Larry Schwartz will be vice president and general manager of the new unit, reporting to Pesatori.

"Service providers are cherry-picking the best technology out there in order to put together the types of new, converged services that customers want," Schwartz said, in remarks after Compaq's press conference. Compaq wants to be able to integrate its own existing technology to offer service providers product packages that can act as the back-end technology base for new services, including broadband applications and wireless communications services, he said.

Compaq also rolled out two product packages for telecomms companies. The first, a new "zero-latency engine", is designed as a server platform on which communications companies can run customer relationship and business management applications.

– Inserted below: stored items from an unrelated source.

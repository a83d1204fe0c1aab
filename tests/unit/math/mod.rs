mod noise;
/// Overlapping patch aggregation into one estimate per frame
pub mod blending;
/// Coarse-to-fine optimizer driving match, blend and update
pub mod executor;
/// Nearest-neighbor patch search with speed filtering and fallback
pub mod matcher;
/// Preconditioned gradient step on the total loss
pub mod update;
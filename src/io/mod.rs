//! Configuration, errors, file formats and the command-line surface

/// Command-line arguments and batch processing
pub mod cli;
/// Constants, defaults and the serde configuration
pub mod configuration;
/// Error type and context helpers
pub mod error;
/// JSON motion container
pub mod motion_file;
/// Terminal progress display
pub mod progress;
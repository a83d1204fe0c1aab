//! Per-motion progress bars fed by optimizer iteration reports

use crate::algorithm::executor::IterationReport;
use crate::io::configuration::MAX_INDIVIDUAL_PROGRESS_BARS;
use indicatif::{MultiProgress, ProgressBar, ProgressStyle};
use std::path::Path;
use std::sync::LazyLock;

/// Display state of one file
#[derive(Debug, Clone, Default, PartialEq, Eq)]
struct FileState {
    name: String,
    completed: usize,
    total: usize,
    level: usize,
    level_count: usize,
}

/// Coordinates progress display for batch synthesis
///
/// Shows one bar per file for small batches and adds a batch bar once the
/// file count exceeds what fits on screen. Bars track optimizer iterations
/// across all pyramid levels.
pub struct ProgressManager {
    multi_progress: MultiProgress,
    batch_bar: Option<ProgressBar>,
    file_bars: Vec<ProgressBar>,
    file_states: Vec<FileState>,
}

impl Default for ProgressManager {
    fn default() -> Self {
        Self::new()
    }
}

static PROGRESS_STYLE: LazyLock<ProgressStyle> = LazyLock::new(|| {
    ProgressStyle::default_bar()
        .template("{prefix:<28} [{bar:30.green/white}] {msg}")
        .unwrap_or_else(|_| ProgressStyle::default_bar())
        .progress_chars("=> ")
});

static BATCH_STYLE: LazyLock<ProgressStyle> = LazyLock::new(|| {
    ProgressStyle::default_bar()
        .template("[{elapsed_precise}] Motions: [{bar:40.cyan/blue}] {pos}/{len}")
        .unwrap_or_else(|_| ProgressStyle::default_bar())
});

impl ProgressManager {
    /// Manager without any bars
    pub fn new() -> Self {
        Self {
            multi_progress: MultiProgress::new(),
            batch_bar: None,
            file_bars: Vec::new(),
            file_states: Vec::new(),
        }
    }

    /// Create bars for `file_count` files
    pub fn initialize(&mut self, file_count: usize) {
        if file_count > MAX_INDIVIDUAL_PROGRESS_BARS + 1 {
            let batch_bar = ProgressBar::new(file_count as u64);
            batch_bar.set_style(BATCH_STYLE.clone());
            self.batch_bar = Some(self.multi_progress.add(batch_bar));
        }

        for _ in 0..file_count.min(MAX_INDIVIDUAL_PROGRESS_BARS) {
            let pb = ProgressBar::new(0);
            pb.set_style(PROGRESS_STYLE.clone());
            self.file_bars.push(self.multi_progress.add(pb));
        }
    }

    /// Register a file about to be synthesized in `total_iterations` steps
    pub fn start_file(&mut self, index: usize, path: &Path, total_iterations: usize) {
        let name = path
            .file_name()
            .unwrap_or_default()
            .to_string_lossy()
            .to_string();
        if index >= self.file_states.len() {
            self.file_states.resize(index + 1, FileState::default());
        }
        if let Some(state) = self.file_states.get_mut(index) {
            *state = FileState {
                name,
                total: total_iterations,
                ..FileState::default()
            };
        }
        self.update_bars();
    }

    /// Record a finished iteration
    pub fn record_iteration(&mut self, index: usize, report: &IterationReport) {
        if let Some(state) = self.file_states.get_mut(index) {
            state.completed += 1;
            state.level = report.level;
            state.level_count = report.level_count;
        }
        self.update_bars();
    }

    /// Mark a file as done
    pub fn complete_file(&mut self, index: usize) {
        if let Some(ref batch_bar) = self.batch_bar {
            batch_bar.inc(1);
        }
        if let Some(state) = self.file_states.get_mut(index) {
            state.name = format!("✓ {}", state.name);
            state.completed = state.total;
        }
        self.update_bars();
    }

    /// Finish the batch bar and clear the per-file bars
    pub fn finish(&self) {
        if let Some(ref batch_bar) = self.batch_bar {
            batch_bar.finish_with_message("All motions synthesized");
        }
        let _ = self.multi_progress.clear();
    }

    /// Show the most recent files on the available bars
    fn update_bars(&self) {
        let active: Vec<&FileState> = self
            .file_states
            .iter()
            .filter(|s| !s.name.is_empty())
            .collect();
        let start = active.len().saturating_sub(MAX_INDIVIDUAL_PROGRESS_BARS);
        let visible = active.get(start..).unwrap_or(&[]);

        for (bar_idx, state) in visible.iter().enumerate() {
            if let Some(bar) = self.file_bars.get(bar_idx) {
                bar.set_length(state.total as u64);
                bar.set_position(state.completed as u64);
                let width = state.total.to_string().len();
                bar.set_message(format!(
                    "level {}/{} {:>width$}/{}",
                    (state.level + 1).min(state.level_count.max(1)),
                    state.level_count.max(1),
                    state.completed,
                    state.total
                ));
                bar.set_prefix(state.name.clone());
            }
        }

        for bar in self.file_bars.iter().skip(visible.len()) {
            bar.set_length(0);
            bar.set_position(0);
            bar.set_message(String::new());
            bar.set_prefix(String::new());
        }
    }
}
use crate::algorithm::blending::blend_matches;
use crate::algorithm::matcher::{MatchOptions, channel_weights, match_patches};
use crate::algorithm::update::{UpdateTerms, gradient_step};
use crate::constraints::temporal::TemporalCoherence;
use crate::constraints::{ConstraintSet, LevelConstraints, LevelPolicy};
use crate::io::configuration::{
    DEFAULT_NOISE_SIGMA, DEFAULT_NUM_STEPS, DEFAULT_PATCH_SIZE, DEFAULT_PYR_FACTOR, DEFAULT_SEED,
    DEFAULT_VELOCITY_CHANNEL_WEIGHT,
};
use crate::io::error::{Result, computation_error, invalid_parameter};
use crate::math::interpolation::ResampleKernel;
use crate::math::noise::NoiseSource;
use crate::motion::pyramid::{Pyramid, PyramidSettings};
use crate::motion::resample::resample_frames;
use crate::motion::{Motion, RootChannels};
use ndarray::Array2;
use tracing::{debug, info};

/// Everything the optimizer needs besides the reference motion
#[derive(Debug, Clone)]
pub struct SynthesisPlan {
    /// Frames of the synthesized motion at the finest level
    pub output_frames: usize,
    /// Frames per patch
    pub patch_size: usize,
    /// Resolution ratio between adjacent levels
    pub pyr_factor: f64,
    /// Iterations per level
    pub num_steps: usize,
    /// Standard deviation of the initialization noise
    pub noise_sigma: f64,
    /// Completeness/diversity trade-off; `None` disables the regularizer
    pub alpha: Option<f64>,
    /// Seed of the initialization noise
    pub seed: u64,
    /// Treat the root's horizontal channels as per-frame velocity
    pub use_velo: bool,
    /// Smallest admissible level length, defaults to `patch_size`
    pub min_level_frames: Option<usize>,
    /// Optional cap on the number of levels
    pub num_stages_limit: Option<usize>,
    /// Matching weight of the horizontal root velocity channels
    pub velocity_channel_weight: f64,
    /// Interpolation used between levels
    pub kernel: ResampleKernel,
    /// Validated constraints
    pub constraints: ConstraintSet,
}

The platform, depending on a company's needs, can integrate multiple servers, including a 128-processor NonStop Himalaya server, Tru64Unix GS140 AlphaServers and Windows NT ProLiant 7000 servers, as well as ProLiant 1850R data servers.

The integrated server system is capable of running 1.2 billion call detail record transactions per day, according to Pesatori. Running on top of the servers are a range of middleware and transaction processing software, including the MQ Series message queuing software from IBM, and Tuxedo transaction-processing software from BEA Systems.

Compaq also announced the Aero GSM Connectivity Suite, designed to offer a one-stop product package that lets service providers give users the ability to connect to the internet using Compaq's Aero palm-size PC and a GSM phone. The suite, slated for availability later this year in Europe, includes applications that allow users to access the internet and send and receive faxes.

Pricing for the zero latency engine and the Aero suite will depend on application configuration, officials here said.